Reye’s syndrome is usually treated in hospital. Severe cases may be treated in the intensive care unit. The hospital staff will closely monitor your child’s blood pressure and other vital signs. Specific treatment may include:
Treatment of Reye’s syndrome includes:
1. Receiving intravenous fluids. Glucose and an electrolyte solution may be given through an intravenous (IV) line.
2. Diuretics. They’re used to decrease intracranial pressure and increase fluid loss through urination.
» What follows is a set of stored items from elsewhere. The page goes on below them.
//! General purpose commands: `@date`, `@labgen_dump`, `@ref`, `@table_label`

use std::fmt::Write;

use crate::data::DataItem;
use crate::expand::RenderContext;

use super::{CommandArgs, CommandError, CommandHandler, CommandOutput};

/// `@date`: render start time in the configured format
pub struct DateCommand;

impl DateCommand {
    pub fn format(ctx: &RenderContext<'_>) -> Result<String, CommandError> {
        let format = &ctx.config().date_format;
        let mut out = String::new();
        write!(out, "{}", ctx.now().format(format)).map_err(|_| {
            CommandError::invalid_argument("date", "date_format", format, "invalid format string")
        })?;
        Ok(out)
    }
}

impl CommandHandler for DateCommand {
    fn handle(&self, _args: &CommandArgs, ctx: &RenderContext<'_>) -> Result<CommandOutput, CommandError> {
        Ok(CommandOutput::text(Self::format(ctx)?))
    }

    fn summary(&self) -> &'static str {
        "current date and time"
    }
}

/// `@labgen_dump`: list everything the renderer knows about
pub struct DumpCommand;

impl CommandHandler for DumpCommand {
    fn handle(&self, args: &CommandArgs, ctx: &RenderContext<'_>) -> Result<CommandOutput, CommandError> {
        let mut out = String::from("{\n");

        out.push_str("Defined templates:\n");
        for name in ctx.templates().names() {
            if let Some(def) = ctx.templates().get(name) {
                out.push_str(&format!("\t{}({})", name, def.parameters.join(", ")));
                if let Some(human) = &def.human_name {
                    out.push_str(&format!(" \\ {}", human));
                }
                out.push_str(&format!(" [{}]\n", def.origin));
            }
        }

        out.push_str("Defined commands:\n");
        for (name, handler) in ctx.commands().iter() {
            match handler.summary() {
                "" => out.push_str(&format!("\t{}\n", name)),
                summary => out.push_str(&format!("\t{}: {}\n", name, summary)),
            }
        }

        out.push_str("Tables:\n");
        for table in ctx.data().tables() {
            out.push_str(&format!(
                "\t{} ({} rows x {} cols) [{}]\n",
                table.name,
                table.row_count(),
                table.column_count(),
                table.origin
            ));
        }

        out.push_str("Plots:\n");
        for plot in ctx.data().plots() {
            let curves: Vec<&str> = plot.curves.iter().map(|c| c.name.as_str()).collect();
            out.push_str(&format!(
                "\t{} (curves: {}) [{}]\n",
                plot.name,
                curves.join(", "),
                plot.origin
            ));
        }

        if let Some(raw) = args.raw() {
            out.push_str(&format!("Arguments: {}\n", raw));
        }
        out.push_str(&format!("Result of 'date' command: {}\n", DateCommand::format(ctx)?));
        out.push('}');
        Ok(CommandOutput::text(out))
    }

    fn summary(&self) -> &'static str {
        "dump templates, commands and data"
    }
}

/// `@ref||name||`: LaTeX reference to a table or plot
pub struct RefCommand;

impl CommandHandler for RefCommand {
    fn handle(&self, args: &CommandArgs, ctx: &RenderContext<'_>) -> Result<CommandOutput, CommandError> {
        let name = args.name("ref")?;
        let label = match ctx.data().lookup(name) {
            Some(DataItem::Table(table)) => table.label(),
            Some(DataItem::Plot(plot)) => plot.label(),
            None => {
                return Err(CommandError::NotFound {
                    name: name.to_string(),
                })
            }
        };
        Ok(CommandOutput::text(format!("\\ref{{{}}}", label)))
    }

    fn summary(&self) -> &'static str {
        "cross reference to a table or figure"
    }
}

/// `@table_label||name||`
pub struct TableLabelCommand;

impl CommandHandler for TableLabelCommand {
    fn handle(&self, args: &CommandArgs, ctx: &RenderContext<'_>) -> Result<CommandOutput, CommandError> {
        let name = args.name("table_label")?;
        let table = ctx
            .data()
            .table(name)
            .ok_or_else(|| CommandError::TableNotFound {
                name: name.to_string(),
            })?;
        Ok(CommandOutput::text(table.label()))
    }

    fn summary(&self) -> &'static str {
        "LaTeX label of a table"
    }
}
3. Medications to prevent bleeding. Bleeding because of the liver abnormalities may require treatment with vitamin K, plasma, and platelets. If your child has difficulties breathing, they may need assistance from a breathing machine (ventilator).
The exact cause of Reye’s syndrome is still not known, but the condition most commonly affects children and young adults recovering from a viral infection – typically the flu, cold, or chickenpox. In most cases, aspirin has been used to treat their symptoms, so aspirin may trigger Reye’s syndrome.